Pro SQL Server 2008 Relational Database Design and Implementation is one of those books that should be in the hands of every SQL Server developer. There are tons of SQL Server programming books around but none of them covers the fundamentals of a good SQL Server database, the design. If your design is ‘broken’ then it is a lot harder to fix it down the road, design is probably the number one reason people have all kinds of problems with their databases.
I have both the 2000 and 2005 edition of the Pro SQL Server 2008 Relational Database Design and Implementation so I was very excited when I noticed that Louis had finished his latest version. I contacted him to see if he would be willing to do an interview and as you can see he did. Make sure to read the whole interview because there is a way to win a copy.
Is the book geared towards a beginner/intermediate level user or do you have to be an advanced user to really utilize the information in this book?

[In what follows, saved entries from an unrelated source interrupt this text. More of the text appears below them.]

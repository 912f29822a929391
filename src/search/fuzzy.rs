/*!
# Sellers Fuzzy Matchers

The same three edit-distance recurrences as [`crate::search::edit_distance`],
but initialized Sellers' way so the result is the minimum distance from
`pattern` to *any* substring of `text`, rather than to the whole of `text`:
the row for zero pattern bytes consumed is zeroed (`M[0][j] = 0`, a free
start anywhere in `text`), and the answer is read off the minimum of the
final row (`min(M[P][0..=T])`, a free end anywhere in `text`). The column for
zero text bytes consumed (`M[i][0] = i`) stays classical, since `pattern`
itself must always be matched in full.
*/

/// Fuzzy Levenshtein distance via the full matrix: minimum edit distance
/// from `pattern` to any substring of `text`.
pub fn fuzzy_levenshtein_matrix(pattern: &[u8], text: &[u8]) -> usize {
    let (p, t) = (pattern.len(), text.len());
    let mut matrix = vec![vec![0usize; t + 1]; p + 1];
    for (i, row) in matrix.iter_mut().enumerate() {
        row[0] = i;
    }
    // matrix[0][..] is already 0, matching the free-start initialization.
    for i in 1..=p {
        for j in 1..=t {
            let s = if pattern[i - 1] == text[j - 1] { 0 } else { 1 };
            matrix[i][j] = (matrix[i - 1][j - 1] + s)
                .min(matrix[i - 1][j] + 1)
                .min(matrix[i][j - 1] + 1);
        }
    }
    matrix[p].iter().copied().min().unwrap_or(0)
}

/// Fuzzy Levenshtein distance via a two-row rolling window.
pub fn fuzzy_levenshtein_rolling(pattern: &[u8], text: &[u8]) -> usize {
    let (p, t) = (pattern.len(), text.len());
    let mut prev = vec![0usize; t + 1];
    let mut curr = vec![0usize; t + 1];
    let mut best = if p == 0 { 0 } else { usize::MAX };
    for i in 1..=p {
        curr[0] = i;
        for j in 1..=t {
            let s = if pattern[i - 1] == text[j - 1] { 0 } else { 1 };
            curr[j] = (prev[j - 1] + s).min(prev[j] + 1).min(curr[j - 1] + 1);
        }
        if i == p {
            best = curr.iter().copied().min().unwrap_or(best);
        }
        std::mem::swap(&mut prev, &mut curr);
    }
    best
}

/// Fuzzy restricted Damerau–Levenshtein distance via the full matrix.
pub fn fuzzy_restricted_dl_matrix(pattern: &[u8], text: &[u8]) -> usize {
    let (p, t) = (pattern.len(), text.len());
    let mut matrix = vec![vec![0usize; t + 1]; p + 1];
    for (i, row) in matrix.iter_mut().enumerate() {
        row[0] = i;
    }
    for i in 1..=p {
        for j in 1..=t {
            let s = if pattern[i - 1] == text[j - 1] { 0 } else { 1 };
            let mut best = (matrix[i - 1][j - 1] + s)
                .min(matrix[i - 1][j] + 1)
                .min(matrix[i][j - 1] + 1);
            if i >= 2 && j >= 2 && pattern[i - 1] == text[j - 2] && pattern[i - 2] == text[j - 1] {
                best = best.min(matrix[i - 2][j - 2] + 1);
            }
            matrix[i][j] = best;
        }
    }
    matrix[p].iter().copied().min().unwrap_or(0)
}

/// Fuzzy restricted Damerau–Levenshtein distance via a three-row rolling window.
pub fn fuzzy_restricted_dl_rolling(pattern: &[u8], text: &[u8]) -> usize {
    let (p, t) = (pattern.len(), text.len());
    let mut prev2 = vec![0usize; t + 1];
    let mut prev = vec![0usize; t + 1];
    let mut curr = vec![0usize; t + 1];
    let mut best = if p == 0 { 0 } else { usize::MAX };
    for i in 1..=p {
        curr[0] = i;
        for j in 1..=t {
            let s = if pattern[i - 1] == text[j - 1] { 0 } else { 1 };
            let mut b = (prev[j - 1] + s).min(prev[j] + 1).min(curr[j - 1] + 1);
            if i >= 2 && j >= 2 && pattern[i - 1] == text[j - 2] && pattern[i - 2] == text[j - 1] {
                b = b.min(prev2[j - 2] + 1);
            }
            curr[j] = b;
        }
        if i == p {
            best = curr.iter().copied().min().unwrap_or(best);
        }
        std::mem::swap(&mut prev2, &mut prev);
        std::mem::swap(&mut prev, &mut curr);
    }
    best
}

/// Fuzzy full Damerau–Levenshtein distance: mirrors
/// [`crate::search::edit_distance::full_damerau`] except the row for zero
/// pattern bytes consumed (`d[1][..]`) is zeroed instead of holding the
/// classical `j-1` trivial distances, granting the same free start in
/// `text` that the other two fuzzy variants get from zeroing `M[0][j]`.
pub fn fuzzy_full_damerau(pattern: &[u8], text: &[u8]) -> u64 {
    let (p, t) = (pattern.len(), text.len());
    let max_dist = (p + t) as u64;

    let mut d = vec![vec![0u64; t + 2]; p + 2];
    d[0][0] = max_dist;
    for i in 0..=p {
        d[i + 1][0] = max_dist;
        d[i + 1][1] = i as u64;
    }
    d[0][0] = max_dist;
    for j in 0..=t {
        d[0][j + 1] = max_dist;
        d[1][j + 1] = 0;
    }

    let mut occurrence = std::collections::HashMap::new();
    for i in 1..=p {
        let mut previous_match_col = 0usize;
        for j in 1..=t {
            let k = *occurrence.get(&text[j - 1]).unwrap_or(&0usize);
            let l = previous_match_col;
            let cost = if pattern[i - 1] == text[j - 1] {
                previous_match_col = j;
                0
            } else {
                1
            };
            let transposition =
                d[k][l].saturating_add((i - k) as u64).saturating_add((j - l) as u64).saturating_sub(1);
            d[i + 1][j + 1] = (d[i][j].saturating_add(cost))
                .min(d[i + 1][j].saturating_add(1))
                .min(d[i][j + 1].saturating_add(1))
                .min(transposition);
        }
        occurrence.insert(pattern[i - 1], i);
    }
    d[p + 1][1..=t + 1].iter().copied().min().unwrap_or(0)
}

#[cfg(test)]
mod tests {
    use super::*;
    use crate::search::edit_distance::{levenshtein_matrix, restricted_dl_matrix};

    #[test]
    fn fuzzy_is_never_worse_than_whole_text_distance() {
        let text = b"the quick brown fox";
        let pattern = b"quikc";
        let fuzzy = fuzzy_levenshtein_matrix(pattern, text);
        let whole = levenshtein_matrix(pattern, text);
        assert!(fuzzy <= whole);
    }

    #[test]
    fn fuzzy_finds_exact_substring_at_zero_distance() {
        let text = b"xxquickxx";
        let pattern = b"quick";
        assert_eq!(fuzzy_levenshtein_matrix(pattern, text), 0);
        assert_eq!(fuzzy_restricted_dl_matrix(pattern, text), 0);
        assert_eq!(fuzzy_full_damerau(pattern, text), 0);
    }

    #[test]
    fn matrix_equals_rolling_for_fuzzy_levenshtein() {
        let pairs = [("quick", "the quick brown fox"), ("", "abc"), ("abc", "")];
        for (p, t) in pairs {
            assert_eq!(
                fuzzy_levenshtein_matrix(p.as_bytes(), t.as_bytes()),
                fuzzy_levenshtein_rolling(p.as_bytes(), t.as_bytes())
            );
        }
    }

    #[test]
    fn matrix_equals_rolling_for_fuzzy_restricted_dl() {
        let pairs = [("quick", "the qucik brown fox"), ("ab", "ba")];
        for (p, t) in pairs {
            assert_eq!(
                fuzzy_restricted_dl_matrix(p.as_bytes(), t.as_bytes()),
                fuzzy_restricted_dl_rolling(p.as_bytes(), t.as_bytes())
            );
        }
    }

    #[test]
    fn fuzzy_road_name_lookup_can_tie_at_minimum_distance() {
        let pattern = b"rua do sul";
        let d_sol = fuzzy_levenshtein_matrix(pattern, b"rua do sol");
        let d_sel = fuzzy_levenshtein_matrix(pattern, b"rua do sel");
        let d_unrelated = fuzzy_levenshtein_matrix(pattern, b"avenida central");
        assert_eq!(d_sol, 1);
        assert_eq!(d_sel, 1);
        assert!(d_unrelated > d_sol);
    }

    #[test]
    fn restricted_dl_fuzzy_respects_transposition() {
        let pattern = b"abc";
        let text = b"xxacbxx";
        assert_eq!(fuzzy_restricted_dl_matrix(pattern, text), 1);
        let plain = restricted_dl_matrix(pattern, b"acb");
        assert_eq!(plain, 1);
    }
}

Well, yes and no. Certainly not “beginner” in the completely uninitiated sense at all. Like I wouldn’t give my wife or daughter the book and say “go for it.” (Neither of them being technically oriented enough to completely grasp my Logitech remote control at times.) However, a beginner to database programming/design would not be a terrible thing, and I think that they could really get a quick feel for the theory. I don’t cover T-SQL much at all, pretty much limited to writing triggers and some architecture advice.
I set the book up much like a college level course would be set up. Theory first, then implementation, and finally a touch of programming. Of course, in college you are sort of a captive audience, so in some ways I wonder who might actually read the first chapter(s) of the book (if I could find out, I have a job offer for them though!) Once I finally get over the whole process of writing the book, I hope to do some polls/focus groups on the book and see how people feel about it as I need to do some trimming for the next version as I expanded so much with the example code this time (good thing, but if the book grows larger so will the price.) Every time I write a new edition, I think to myself “this is the last time” and I make my wife promise to hit me with a baseball bat if I start again, but when I find out that people are actually reading it, well it gets me interested again…and my wife wouldn’t hit me with a bat unless I did something far more…well…I digress.
What are some of the common mistakes you see when people are designing databases?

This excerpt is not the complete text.